What do these infamous people — mining magnate Brett Kebble, Regal Bank CEO Jeff Levenstein, Fidentia boss J Arthur Brown and the SABC’s Hlaudi Motsoeneng — have in common? All of them, having been caught cheating, launched blistering attacks on the journalists who outed them.
It’s as if the “media” told the lies in the first place, not these blameless souls. Yet in every case, high court judges confirmed they’d broken the rules.
This didn’t stop Kebble from accusing the media of peddling “hidden agendas” implying (gasp!) he was a crook. It didn’t stop Motsoeneng, after being exposed for lying about his matric, from calling for journalists to be “licensed”, saying they “don’t show what is good”.
But playing the victim is a risky strategy when you’re operating in the shadows. The auction industry is a case in point.
Three months ago, journalist Fiona Forde got hold of a forensic report apparently written by Allan Greyling’s firm, Accountants@Law, detailing the machinations at Rael Levitt’s former company Auction Alliance.
Greyling’s 86-page report though unsigned, was a doozy.
It allegedly laid bare an industrialised chain of kickbacks. The report claimed that Auction Alliance “acted in contravention of various statutes”, paying more than R205m in “commissions” to liquidators, lawyers and bank officials.
Ill-advisedly, Auction Alliance went to court to stop Business Day publishing details of the report. It lost.
Clearly, some people wanted Greyling’s report to stay buried. But rather than deal with it openly, they’ve gone underground in a bid to target Forde.

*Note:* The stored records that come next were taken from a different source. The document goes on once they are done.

//! # catlog Types
//!
//! Core types, traits, and enums shared across the catlog crates.
//!
//! This crate provides the vocabulary of the category logger:
//!
//! - Type-safe identifiers for category names and timer keys
//! - The closed set of time units used for duration logging
//! - Positional message parameters
//! - The listener capability trait
//! - Error types and result aliases
//!
//! ## Example
//!
//! ```
//! use catlog_types::{CategoryName, TimeUnit, params};
//!
//! let cat = CategoryName::new("http").unwrap();
//! assert_eq!(cat.as_str(), "http");
//!
//! let unit: TimeUnit = "ms".parse().unwrap();
//! assert_eq!(unit.nanos_per_unit(), 1_000_000);
//!
//! let p = params!["GET", 200];
//! assert_eq!(p.len(), 2);
//! ```

#![warn(missing_docs)]
#![warn(clippy::all)]

pub mod errors;
pub mod identifiers;
pub mod enums;
pub mod params;
pub mod traits;

// Re-export common types for convenience
pub use errors::{CatlogError, Result, SinkFailure, SinkTarget};
pub use identifiers::{CategoryName, TimerKey};
pub use enums::TimeUnit;
pub use params::LogParam;
pub use traits::LogListener;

In recent weeks, Forde, who wrote the acclaimed Julius Malema biography An Inconvenient Youth, has also had threats from an anonymous Gmail account from someone who went to great lengths to mask their identity.
Now, a Facebook group has popped up, started by someone calling himself Jonathan Hedley, entitled: “Stop the Smear Against Rael Levitt.” He says Forde has run a five-year campaign to “smear” Levitt and “ruin his life”. “Enough is enough; he doesn’t deserve it,” he writes.
On that Web page, former real estate powerhouse Wendy Machanik agreed. She said journalists “are steeped in hype and sensationalism that sells newspapers; they never stop to think of the hurt, harm and injustice they cause when they lie, prevaricate and twist the truth”.
Machanik is apparently still fuming from the media coverage around her conviction on 90 counts of theft, for which she was fined R1.5m for playing fast and loose with her trust account.
Only, it wasn’t “the media” who bent the rules — it was Machanik herself.
When I contacted Machanik, she cast herself as the victim, rather than someone with her own agency. Levitt’s downfall, “like my own, was born of a vicious vindictiveness in wanting to find a scapegoat,” she said.
(Perhaps if Machanik had paid more attention to her trust account, and less to the headlines, she wouldn’t have ended up in her predicament.)
What Levitt’s covert backers don’t realise is how harmful their actions are to his cause.
Contacted this week, Levitt said: “I completely distance myself from this Facebook page”. He says he first became aware of that Facebook page two months ago when he was invited to join, but “have kept well away, have not participated, joined or commented”.
“I think Jonathan Hedley is a pseudonym because I personally don’t know anyone with that name,” he says.
Levitt says after he left the auction business in 2012, he has “tried to move on with my life”.
Only the faceless trolls are making it a whole lot more difficult for him to do that.
Targeting the messenger, especially under the guise of anonymity, is a guileless strategy — something that Kebble, Levenstein, Brown and Motsoeneng weren’t able to grasp either.